I Make Kefir - What's Your superpower?
Milk Sugars in Kefir
Kefir can be made with many different kinds of milk, be it non-dairy or dairy milk. It differs in calories and nutritional differences depending on which type of milk you use. Kefir is far superior to regular milk. Fermentation is the alchemy of milk. It chemically breaks down milk with its abundance of bacteria and yeasts and converts the carbohydrates in the milk to lactic acid, leaving the milk with almost no lactose (99.9 % lactose-free). The lactic acid does have a small number of calories. The content of lactic acid is 0.7–1% of the finished product depending on fermentation time. Fermentation preserves the vitamins and minerals and increases C and B vitamins. It will help your digestion, boost your immune system, and give you loads of energy. Milk is demonized by many, and while milk has lost a lot of its nutritional benefits when it is pasteurized and homogenized, kefir transforms the milk into the healthy food that not only healed me but has healed thousands of others. It feels like a miracle to me. The process of fermentation is a gift to us all and it can heal and make us well. Make these microbes your friends and let them transform your foods into superfoods. Everybody can enjoy the benefits which is another reason I encourage you to make it a part of your life.
There is much confusion about the carbohydrate content on the packages of fermented food products.
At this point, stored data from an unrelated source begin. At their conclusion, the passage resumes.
//! Extraction types and traits

use crate::error::Result;
use crate::source::RawPage;
use crate::types::JsonObject;
use serde::{Deserialize, Serialize};
use serde_json::Value;
use std::hash::Hash;

/// A structured item extracted from a page
pub type Record = JsonObject;

/// Turns one raw page into zero or more candidate records
///
/// Pure with respect to the page. An `Err` means the page did not have
/// the expected shape; the loop counts it as a mismatch and moves on.
pub trait FieldExtractor<R = Record>: Send + Sync {
    /// Extract candidate records, in page order
    fn extract(&self, page: &RawPage) -> Result<Vec<R>>;
}

impl<R, F> FieldExtractor<R> for F
where
    F: Fn(&RawPage) -> Result<Vec<R>> + Send + Sync,
{
    fn extract(&self, page: &RawPage) -> Result<Vec<R>> {
        self(page)
    }
}

/// Maps a record to the key used for deduplication
///
/// Must be deterministic: equal records map to equal keys.
pub trait IdentityKey<R>: Send + Sync {
    /// Key type
    type Key: Eq + Hash + Send;

    /// Compute the key of a record
    fn key(&self, record: &R) -> Self::Key;
}

impl<R, K, F> IdentityKey<R> for F
where
    F: Fn(&R) -> K + Send + Sync,
    K: Eq + Hash + Send,
{
    type Key = K;

    fn key(&self, record: &R) -> K {
        self(record)
    }
}

/// Declarative identity for JSON records
#[derive(Debug, Clone, Default, PartialEq, Eq, Serialize, Deserialize)]
#[serde(tag = "type", rename_all = "snake_case")]
pub enum RecordIdentity {
    /// One field (e.g. a link or an id)
    Field {
        /// Field name
        name: String,
    },
    /// Several fields combined
    Fields {
        /// Field names, in key order
        names: Vec<String>,
    },
    /// The whole record
    #[default]
    Whole,
}

impl RecordIdentity {
    /// Identity by one field
    pub fn field(name: impl Into<String>) -> Self {
        Self::Field { name: name.into() }
    }

    /// Identity by several fields
    pub fn fields<I, S>(names: I) -> Self
    where
        I: IntoIterator<Item = S>,
        S: Into<String>,
    {
        Self::Fields {
            names: names.into_iter().map(Into::into).collect(),
        }
    }
}

const KEY_SEPARATOR: char = '\u{1f}';

impl IdentityKey<Record> for RecordIdentity {
    type Key = String;

    fn key(&self, record: &Record) -> String {
        let names: &[String] = match self {
            Self::Whole => return whole_key(record),
            Self::Field { name } => std::slice::from_ref(name),
            Self::Fields { names } => names,
        };

        let mut parts = Vec::with_capacity(names.len());
        for name in names {
            match record.get(name) {
                Some(value) if !value.is_null() => parts.push(key_part(value)),
                // records missing an identity field are only equal when identical
                _ => return whole_key(record),
            }
        }
        parts.join(&KEY_SEPARATOR.to_string())
    }
}

fn key_part(value: &Value) -> String {
    match value {
        Value::String(s) => s.clone(),
        other => other.to_string(),
    }
}

fn whole_key(record: &Record) -> String {
    Value::Object(record.clone()).to_string()
}

/// One output field of a CSS extractor
#[derive(Debug, Clone, PartialEq, Eq, Serialize, Deserialize)]
pub struct FieldSpec {
    /// Output field name
    pub name: String,
    /// Selector relative to the item; the item itself when absent
    #[serde(default)]
    pub selector: Option<String>,
    /// Read this attribute instead of the text
    #[serde(default)]
    pub attr: Option<String>,
    /// Read inner HTML instead of the text
    #[serde(default)]
    pub html: bool,
    /// Collect every match into an array
    #[serde(default)]
    pub multiple: bool,
    /// Regex applied to the value; capture group 1 when present
    #[serde(default)]
    pub pattern: Option<String>,
    /// Resolve the value as a URL against the page URL
    #[serde(default)]
    pub absolute: bool,
    /// A missing value makes the page a mismatch
    #[serde(default)]
    pub required: bool,
}

impl FieldSpec {
    /// Field holding the text of `selector`
    pub fn text(name: impl Into<String>, selector: impl Into<String>) -> Self {
        Self {
            name: name.into(),
            selector: Some(selector.into()),
            attr: None,
            html: false,
            multiple: false,
            pattern: None,
            absolute: false,
            required: false,
        }
    }

    /// Field holding an attribute of `selector`
    pub fn attr(
        name: impl Into<String>,
        selector: impl Into<String>,
        attr: impl Into<String>,
    ) -> Self {
        Self {
            attr: Some(attr.into()),
            ..Self::text(name, selector)
        }
    }

    /// Collect all matches
    #[must_use]
    pub fn multiple(mut self) -> Self {
        self.multiple = true;
        self
    }

    /// Post-process with a regex
    #[must_use]
    pub fn pattern(mut self, pattern: impl Into<String>) -> Self {
        self.pattern = Some(pattern.into());
        self
    }

    /// Resolve as an absolute URL
    #[must_use]
    pub fn absolute(mut self) -> Self {
        self.absolute = true;
        self
    }

    /// Mark as required
    #[must_use]
    pub fn required(mut self) -> Self {
        self.required = true;
        self
    }
}
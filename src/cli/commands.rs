//! CLI commands and argument parsing

use clap::{Parser, Subcommand};
use std::path::PathBuf;

/// Paginated scrape-and-extract runner
#[derive(Parser, Debug)]
#[command(name = "scrapeloop")]
#[command(author, version, about, long_about = None)]
pub struct Cli {
    /// Scrape job definition file (YAML)
    #[arg(short, long, global = true)]
    pub job: Option<PathBuf>,

    /// Output format
    #[arg(short, long, global = true, default_value = "json")]
    pub format: OutputFormat,

    /// Verbose output
    #[arg(short, long, global = true)]
    pub verbose: bool,

    #[command(subcommand)]
    pub command: Commands,
}

/// CLI subcommands
#[derive(Subcommand, Debug)]
pub enum Commands {
    /// Run the job and write the extracted records
    Run {
        /// Override a job variable (key=value, repeatable)
        #[arg(long = "var", value_name = "KEY=VALUE")]
        vars: Vec<String>,

        /// Write records to this file instead of stdout
        #[arg(short, long)]
        output: Option<PathBuf>,

        /// Override the iteration bound
        #[arg(long)]
        max_iterations: Option<u32>,
    },

    /// Validate the job definition without fetching
    Validate,
}

/// Output format
#[derive(Debug, Clone, Copy, PartialEq, Eq, clap::ValueEnum)]
pub enum OutputFormat {
    /// One JSON record per line
    Json,
    /// Pretty-printed JSON array
    Pretty,
}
The government makes manufacturers count the carbohydrates of food “by difference.” That means they measure everything else including water, ash, fats, and proteins. Then, “by difference” they assume everything else is counted as a carbohydrate. This is standard procedure.
To make fermented foods (such as yogurt, kefir, and other fermented foods) the milk is inoculated with the lactic acid bacteria. These bacteria use up almost all the milk sugar called “lactose” and convert it into lactic acid. It is this lactic acid that curds the milk and gives that sour taste to the product. So the milk sugars that the government thinks are still in the product are actually gone. It’s been converted by these lactose-loving bacteria. Since these bacteria have “eaten” most of the milk sugar by the time you buy it (or make it yourself) there are not many carbohydrates left. It is the lactic acid that is counted as carbohydrates.
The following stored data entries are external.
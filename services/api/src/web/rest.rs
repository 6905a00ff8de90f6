//! services/api/src/web/rest.rs
//!
//! Contains the Axum handlers for the REST API endpoints and the master
//! definition for the OpenAPI specification.

use axum::{
    extract::{Path, Query, State},
    http::{HeaderMap, StatusCode},
    response::{IntoResponse, Json},
    Extension,
};
use chrono::{DateTime, Utc};
use draw_duel_core::{GameError, PublicDrawing, Timeline};
use serde::{Deserialize, Serialize};
use std::sync::Arc;
use tracing::error;
use utoipa::{IntoParams, OpenApi, ToSchema};

use crate::web::middleware::{maybe_user, CurrentUser};
use crate::web::state::AppState;

//=========================================================================================
// OpenAPI Master Definition
//=========================================================================================

#[derive(OpenApi)]
#[openapi(
    paths(
        crate::web::auth::signup_handler,
        crate::web::auth::login_handler,
        crate::web::auth::logout_handler,
        submit_drawing_handler,
        fetch_drawing_handler,
        list_my_drawings_handler,
        submit_guess_handler,
        list_duels_handler,
        leaderboard_handler,
        prompt_words_handler,
    ),
    components(schemas(
        crate::web::auth::SignupRequest,
        crate::web::auth::LoginRequest,
        crate::web::auth::AuthResponse,
        SubmitDrawingRequest,
        SubmitDrawingResponse,
        DrawingResponse,
        DrawingSummaryResponse,
        GuessRequest,
        GuessResponse,
        OpenDuelResponse,
        LeaderboardEntry,
        WordsResponse,
    )),
    tags(
        (name = "Draw Duel API", description = "Submit drawings as stroke timelines, replay them, and duel over the secret word.")
    )
)]
pub struct ApiDoc;

//=========================================================================================
// API Request/Response Structs
//=========================================================================================

#[derive(Deserialize, ToSchema)]
pub struct SubmitDrawingRequest {
    /// The recorded stroke events, in replay order.
    #[schema(value_type = Vec<Object>)]
    pub timeline: serde_json::Value,
    /// The secret word the drawing depicts.
    pub word: String,
}

#[derive(Serialize, ToSchema)]
pub struct SubmitDrawingResponse {
    pub id: String,
}

/// A drawing as served to a viewer. The `word` key is present only when the
/// viewer is the author.
#[derive(Serialize, ToSchema)]
pub struct DrawingResponse {
    pub id: String,
    #[schema(value_type = Vec<Object>)]
    pub timeline: Timeline,
    pub created_at: DateTime<Utc>,
    #[serde(skip_serializing_if = "Option::is_none")]
    pub word: Option<String>,
}

impl From<PublicDrawing> for DrawingResponse {
    fn from(drawing: PublicDrawing) -> Self {
        Self {
            id: drawing.id,
            timeline: drawing.timeline,
            created_at: drawing.created_at,
            word: drawing.word,
        }
    }
}

#[derive(Serialize, ToSchema)]
pub struct DrawingSummaryResponse {
    pub id: String,
    pub word: String,
    pub created_at: DateTime<Utc>,
}

#[derive(Deserialize, ToSchema)]
pub struct GuessRequest {
    pub guess: String,
}

#[derive(Serialize, ToSchema)]
pub struct GuessResponse {
    pub correct: bool,
}

#[derive(Serialize, ToSchema)]
pub struct OpenDuelResponse {
    pub drawing_id: String,
    pub author_nickname: String,
}

#[derive(Serialize, ToSchema)]
pub struct LeaderboardEntry {
    pub nickname: String,
    pub points: i64,
}

#[derive(Deserialize, IntoParams)]
pub struct WordsQuery {
    /// How many prompt words to return (default 3, at most 10).
    pub count: Option<usize>,
}

#[derive(Serialize, ToSchema)]
pub struct WordsResponse {
    pub words: Vec<String>,
}

//=========================================================================================
// Error Mapping
//=========================================================================================

/// Maps the engine taxonomy onto HTTP statuses. `Forbidden` and `NotFound`
/// stay distinct so clients can tell "does not exist" from "not allowed".
fn game_err(err: GameError) -> (StatusCode, String) {
    match err {
        GameError::InvalidInput(msg) => (StatusCode::BAD_REQUEST, msg),
        GameError::NotFound => (StatusCode::NOT_FOUND, "drawing not found".to_string()),
        GameError::Forbidden => (
            StatusCode::FORBIDDEN,
            "not allowed to guess this drawing".to_string(),
        ),
        GameError::StoreUnavailable(msg) => {
            error!("Store unavailable: {}", msg);
            (
                StatusCode::SERVICE_UNAVAILABLE,
                "store unavailable".to_string(),
            )
        }
        GameError::Internal(msg) => {
            error!("Internal error: {}", msg);
            (
                StatusCode::INTERNAL_SERVER_ERROR,
                "internal server error".to_string(),
            )
        }
    }
}

//=========================================================================================
// REST API Handlers
//=========================================================================================

/// Submit a finished drawing with its secret word.
#[utoipa::path(
    post,
    path = "/drawings",
    request_body = SubmitDrawingRequest,
    responses(
        (status = 201, description = "Drawing stored", body = SubmitDrawingResponse),
        (status = 400, description = "Malformed timeline or empty word"),
        (status = 401, description = "Not logged in")
    )
)]
pub async fn submit_drawing_handler(
    State(state): State<Arc<AppState>>,
    Extension(CurrentUser(user_id)): Extension<CurrentUser>,
    Json(req): Json<SubmitDrawingRequest>,
) -> Result<impl IntoResponse, (StatusCode, String)> {
    // Decode the transport payload into the typed event vocabulary; unknown
    // event types, modes, or styles are rejected here.
    let timeline: Timeline = serde_json::from_value(req.timeline)
        .map_err(|e| (StatusCode::BAD_REQUEST, format!("malformed timeline: {e}")))?;

    let id = state
        .duels
        .submit_drawing(user_id, timeline, &req.word)
        .await
        .map_err(game_err)?;
    Ok((StatusCode::CREATED, Json(SubmitDrawingResponse { id })))
}

/// Fetch a drawing for replay.
///
/// Anyone with the link may view the timeline; the secret word is included
/// only when the caller is the drawing's author.
#[utoipa::path(
    get,
    path = "/drawings/{id}",
    params(("id" = String, Path, description = "The drawing's opaque identifier")),
    responses(
        (status = 200, description = "The drawing, word included for the author only", body = DrawingResponse),
        (status = 404, description = "Unknown drawing"),
        (status = 503, description = "Store unavailable")
    )
)]
pub async fn fetch_drawing_handler(
    State(state): State<Arc<AppState>>,
    Path(id): Path<String>,
    headers: HeaderMap,
) -> Result<impl IntoResponse, (StatusCode, String)> {
    // A session lookup failure must not demote the caller to anonymous:
    // the author would get their own drawing back without the word.
    let viewer = maybe_user(&state, &headers)
        .await
        .map_err(|e| game_err(GameError::from(e)))?;
    let drawing = state
        .duels
        .fetch_drawing(&id, viewer)
        .await
        .map_err(game_err)?;
    Ok(Json(DrawingResponse::from(drawing)))
}

/// List the caller's own drawings, newest first.
#[utoipa::path(
    get,
    path = "/drawings/mine",
    responses(
        (status = 200, description = "The caller's drawings", body = [DrawingSummaryResponse]),
        (status = 401, description = "Not logged in")
    )
)]
pub async fn list_my_drawings_handler(
    State(state): State<Arc<AppState>>,
    Extension(CurrentUser(user_id)): Extension<CurrentUser>,
) -> Result<impl IntoResponse, (StatusCode, String)> {
    let summaries = state.duels.my_drawings(user_id).await.map_err(game_err)?;
    let response: Vec<DrawingSummaryResponse> = summaries
        .into_iter()
        .map(|s| DrawingSummaryResponse {
            id: s.id,
            word: s.word,
            created_at: s.created_at,
        })
        .collect();
    Ok(Json(response))
}

/// Submit a guess for a drawing's secret word.
#[utoipa::path(
    post,
    path = "/drawings/{id}/guess",
    params(("id" = String, Path, description = "The drawing's opaque identifier")),
    request_body = GuessRequest,
    responses(
        (status = 200, description = "Guess evaluated", body = GuessResponse),
        (status = 401, description = "Not logged in"),
        (status = 403, description = "Own drawing or already solved"),
        (status = 404, description = "Unknown drawing")
    )
)]
pub async fn submit_guess_handler(
    State(state): State<Arc<AppState>>,
    Path(id): Path<String>,
    Extension(CurrentUser(user_id)): Extension<CurrentUser>,
    Json(req): Json<GuessRequest>,
) -> Result<impl IntoResponse, (StatusCode, String)> {
    let outcome = state
        .duels
        .submit_guess(&id, user_id, &req.guess)
        .await
        .map_err(game_err)?;
    Ok(Json(GuessResponse {
        correct: outcome.correct,
    }))
}

/// List drawings the caller may still attempt.
#[utoipa::path(
    get,
    path = "/duels",
    responses(
        (status = 200, description = "Open duels, newest first", body = [OpenDuelResponse]),
        (status = 401, description = "Not logged in")
    )
)]
pub async fn list_duels_handler(
    State(state): State<Arc<AppState>>,
    Extension(CurrentUser(user_id)): Extension<CurrentUser>,
) -> Result<impl IntoResponse, (StatusCode, String)> {
    let duels = state.duels.open_duels(user_id).await.map_err(game_err)?;
    let response: Vec<OpenDuelResponse> = duels
        .into_iter()
        .map(|d| OpenDuelResponse {
            drawing_id: d.drawing_id,
            author_nickname: d.author_nickname,
        })
        .collect();
    Ok(Json(response))
}

/// The top players by points.
#[utoipa::path(
    get,
    path = "/leaderboard",
    responses(
        (status = 200, description = "Top players, points descending", body = [LeaderboardEntry])
    )
)]
pub async fn leaderboard_handler(
    State(state): State<Arc<AppState>>,
) -> Result<impl IntoResponse, (StatusCode, String)> {
    let users = state
        .duels
        .leaderboard(state.config.leaderboard_size)
        .await
        .map_err(game_err)?;
    let response: Vec<LeaderboardEntry> = users
        .into_iter()
        .map(|u| LeaderboardEntry {
            nickname: u.nickname,
            points: u.points,
        })
        .collect();
    Ok(Json(response))
}

/// Offer candidate words to draw.
#[utoipa::path(
    get,
    path = "/words",
    params(WordsQuery),
    responses(
        (status = 200, description = "Distinct prompt words", body = WordsResponse),
        (status = 401, description = "Not logged in")
    )
)]
pub async fn prompt_words_handler(
    State(state): State<Arc<AppState>>,
    Query(query): Query<WordsQuery>,
) -> impl IntoResponse {
    let count = query.count.unwrap_or(3).min(10);
    Json(WordsResponse {
        words: state.words.pick_random_words(count),
    })
}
Therefore, you can eat up to a cup of plain yogurt, buttermilk, or kefir and only count 2-4 grams of carbohydrates. Dr. Jack Goldberg of Go-Diet has measured this in his own laboratory. Kefir is 99% lactose-free, which means all the milk sugars, or lactose, are mostly gone and this is why so many lactose-intolerant people don’t have a problem with kefir. One cup of yogurt will contain about 4 grams of carbohydrates. Kefir has about 1 since there are more bacteria in kefir to eat up the lactose.
Microbes Eat The Sugars
Fermentation reduces the calories. One cup of whole milk has 12 grams of sugar (lactose) and 148 calories. Fermentation reduces the calories by 44 since most of the 12 grams of sugar will be gone. This would make whole milk kefir per cup, 104 calories versus 148 calories, and the sugar count would then be 1 gram or less, depending on how long you ferment it. There will be fewer calories in lower fat milk kefir, but this is a general rule. The microbes eat the milk sugars as a food source and you get probiotics instead of sugar. Pretty cool, don’t you think?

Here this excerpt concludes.